Expression of BST2 (Tetherin) in histologically normal liver [a-d (inset in ‘a’ represents subcapsular region)], lymph node (f) and spleen (inset f). Blood vessels in liver (b) served as positive internal control for BST2 (Tetherin) staining. Hepatocytes show cytoplasmic (c) and canalicular staining (arrows in Fig d and inset Fig d). Figs ‘e’ (liver) and ‘h’ (spleen) represent negative IHC controls with secondary antibody only.
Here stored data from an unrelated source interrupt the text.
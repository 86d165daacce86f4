//! Unit Tests for the Event Catalog
//!
//! UNIT UNDER TEST: EventCatalog and the builtin descriptor table
//!
//! BUSINESS RESPONSIBILITY:
//!   - Map every event type to exactly one category and one module
//!   - Validate the descriptor table at startup (catalog errors are fatal)
//!   - Rank keyword candidates so explicit domain keywords win
//!   - Keep fan-out depth at one (no secondary-of-secondary chains)
//!
//! TEST COVERAGE:
//!   - Builtin table completeness and static type/module mapping
//!   - Startup validation: duplicates, unknown fields, secondary chains
//!   - Candidate ranking: match count, longest keyword, declaration order
//!   - Whole-phrase keyword matching at word boundaries

use crate::catalog::{
    DeriveOp, DerivationRule, EventCatalog, EventCategory, EventDescriptor, EventType, FieldKind,
    FieldSpec, SecondaryRule, TargetModule,
};
use crate::error::CommandError;

#[cfg(test)]
mod tests {
    use super::*;

    const SIMPLE_AMOUNT_FIELDS: &[FieldSpec] = &[FieldSpec {
        name: "amount",
        kind: FieldKind::Currency,
        pattern: None,
    }];

    fn simple_descriptor(event_type: EventType) -> EventDescriptor {
        EventDescriptor {
            event_type,
            keywords: &["whatever"],
            fields: SIMPLE_AMOUNT_FIELDS,
            required: &[],
            derivations: &[],
            secondaries: &[],
        }
    }

    #[test]
    fn test_builtin_catalog_validates_and_covers_every_event_type() {
        // The builtin table is the production catalog; it must validate and
        // carry a descriptor for all 21 event types.

        // Arrange & Act
        let catalog = EventCatalog::builtin().expect("builtin catalog must validate");

        // Assert
        assert_eq!(
            catalog.descriptors().len(),
            EventType::ALL.len(),
            "Builtin catalog should carry one descriptor per event type"
        );
        for event_type in EventType::ALL {
            assert!(
                catalog.descriptor_for(event_type).is_some(),
                "Missing descriptor for {event_type}"
            );
        }
    }

    #[test]
    fn test_event_types_map_statically_to_category_and_module() {
        assert_eq!(EventType::Pump.category(), EventCategory::Fleet);
        assert_eq!(EventType::Pump.module(), TargetModule::Fleet);
        assert_eq!(EventType::Purchase.category(), EventCategory::Money);
        assert_eq!(
            EventType::Purchase.module(),
            TargetModule::Accounting,
            "Money events route to the accounting module"
        );
        assert_eq!(EventType::Meal.module(), TargetModule::Health);
        assert_eq!(EventType::Stock.module(), TargetModule::FoodInventory);
        assert_eq!(EventType::Reminder.module(), TargetModule::Calendar);
    }

    #[test]
    fn test_wire_names_round_trip() {
        for event_type in EventType::ALL {
            assert_eq!(
                EventType::from_name(event_type.name()),
                Some(event_type),
                "Wire name should round-trip for {event_type}"
            );
        }
        assert_eq!(EventType::from_name("warp_drive"), None);
    }

    #[test]
    fn test_duplicate_event_types_are_fatal() {
        // Arrange
        let descriptors = vec![
            simple_descriptor(EventType::Purchase),
            simple_descriptor(EventType::Purchase),
        ];

        // Act
        let result = EventCatalog::new(descriptors);

        // Assert
        assert!(
            matches!(result, Err(CommandError::Configuration { .. })),
            "Duplicate event types must fail catalog construction"
        );
    }

    #[test]
    fn test_required_field_outside_identifiable_fields_is_fatal() {
        // Arrange
        let mut descriptor = simple_descriptor(EventType::Purchase);
        descriptor.required = &["ghost_field"];

        // Act
        let result = EventCatalog::new(vec![descriptor]);

        // Assert
        assert!(
            matches!(result, Err(CommandError::Configuration { .. })),
            "Required fields must be a subset of identifiable fields"
        );
    }

    #[test]
    fn test_derivation_producing_unknown_field_is_fatal() {
        // Arrange
        const BAD_DERIVATION: &[DerivationRule] = &[DerivationRule {
            requires: &["amount"],
            produces: "phantom",
            op: DeriveOp::ConstText("x"),
        }];
        let mut descriptor = simple_descriptor(EventType::Purchase);
        descriptor.derivations = BAD_DERIVATION;

        // Act & Assert
        assert!(
            EventCatalog::new(vec![descriptor]).is_err(),
            "Derivation rules may only produce identifiable fields"
        );
    }

    #[test]
    fn test_secondary_chain_is_fatal() {
        // A secondary rule must not target an event type that itself has
        // secondary rules: fan-out depth is one.

        // Arrange
        const TO_PURCHASE: &[SecondaryRule] = &[SecondaryRule {
            event_type: EventType::Purchase,
            when_present: &["amount"],
            nonzero: None,
            map: &[],
        }];
        const TO_REPAIR: &[SecondaryRule] = &[SecondaryRule {
            event_type: EventType::Repair,
            when_present: &["amount"],
            nonzero: None,
            map: &[],
        }];

        let mut repair = simple_descriptor(EventType::Repair);
        repair.secondaries = TO_PURCHASE;
        let purchase = simple_descriptor(EventType::Purchase);
        let mut pump = simple_descriptor(EventType::Pump);
        pump.secondaries = TO_REPAIR;

        // Act
        let result = EventCatalog::new(vec![repair, purchase, pump]);

        // Assert
        assert!(
            matches!(result, Err(CommandError::Configuration { .. })),
            "Secondary rules targeting an event with its own secondaries must be fatal"
        );
    }

    #[test]
    fn test_secondary_targeting_missing_event_type_is_fatal() {
        // Arrange
        const TO_TRAVEL: &[SecondaryRule] = &[SecondaryRule {
            event_type: EventType::Travel,
            when_present: &[],
            nonzero: None,
            map: &[],
        }];
        let mut pump = simple_descriptor(EventType::Pump);
        pump.secondaries = TO_TRAVEL;

        // Act & Assert
        assert!(
            EventCatalog::new(vec![pump]).is_err(),
            "Secondary rules must target event types present in the catalog"
        );
    }

    #[test]
    fn test_candidate_ranking_prefers_more_matched_keywords() {
        // "got gas" + "gas" give pump two hits; "driving to" gives travel
        // one. Pump must rank first even though travel's keyword is longer.

        // Arrange
        let catalog = EventCatalog::builtin().unwrap();

        // Act
        let candidates =
            catalog.candidates_for_keywords("Started driving to Seattle, got gas along the way, $40");

        // Assert
        assert!(candidates.len() >= 2, "Both pump and travel should match");
        assert_eq!(
            candidates[0].event_type,
            EventType::Pump,
            "Pump should outrank travel on match count"
        );
        assert_eq!(candidates[0].match_count(), 2);
        assert_eq!(candidates[1].event_type, EventType::Travel);
    }

    #[test]
    fn test_candidate_ranking_breaks_count_ties_by_longest_keyword() {
        // "ran out" hits use_food; bare "ran" hits exercise. One match each,
        // so the longer phrase must win.

        // Arrange
        let catalog = EventCatalog::builtin().unwrap();

        // Act
        let candidates = catalog.candidates_for_keywords("ran out of milk this morning");

        // Assert
        assert_eq!(
            candidates[0].event_type,
            EventType::UseFood,
            "Longest matched keyword should break the tie"
        );
        assert!(candidates
            .iter()
            .any(|c| c.event_type == EventType::Exercise));
    }

    #[test]
    fn test_keyword_matching_is_whole_phrase_and_case_insensitive() {
        // Arrange
        let catalog = EventCatalog::builtin().unwrap();

        // Act & Assert - "gasket" must not light up the "gas" keyword
        assert!(
            catalog
                .candidates_for_keywords("replaced the gasket on the stove")
                .iter()
                .all(|c| c.event_type != EventType::Pump),
            "Keyword matching must respect word boundaries"
        );

        // Case-insensitivity
        let candidates = catalog.candidates_for_keywords("FILLED UP at the station");
        assert_eq!(candidates[0].event_type, EventType::Pump);
    }

    #[test]
    fn test_fleet_descriptors_are_declared_before_money() {
        // Declaration order encodes domain priority: fuel keywords must
        // outrank generic purchase keywords on ties.

        let catalog = EventCatalog::builtin().unwrap();
        let first_money = catalog
            .descriptors()
            .iter()
            .position(|d| d.category() == EventCategory::Money)
            .unwrap();
        let last_fleet = catalog
            .descriptors()
            .iter()
            .rposition(|d| d.category() == EventCategory::Fleet)
            .unwrap();
        assert!(
            last_fleet < first_money,
            "Fleet descriptors must precede money descriptors"
        );
    }
}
Fig ‘g’ represents negative control for pORF2 staining in histologically normal liver. Figs ‘i-t’ depict immediate serial sections of HEV associated Acute liver failure tissue biopsy (ALF) stained with Hematoxylin and Eosin (H&E; i-l), anti-HEV pORF2 IHC (m-p) and anti-BST2 (Tetherin) IHC (q-t). Similar cell populations stained with both the antibodies (Arrows in Figs l, p and t). Inset in Fig ‘s’ depicts perinuclear staining of BST2 (Tetherin) in HEV associated ALF case. Images ‘i, m, q’ were taken with 4x objective (Bar = 0.5mm); ‘a, h, g’ with 10x objective (Bar = 0.25mm); ‘b, c, d, e, f, g, j, k, n, o, r, s’ with 20x objective (Bar = 0.1mm) and ‘l, p, t, inset d and inset s’ with 40x objective (Bar = 50μm).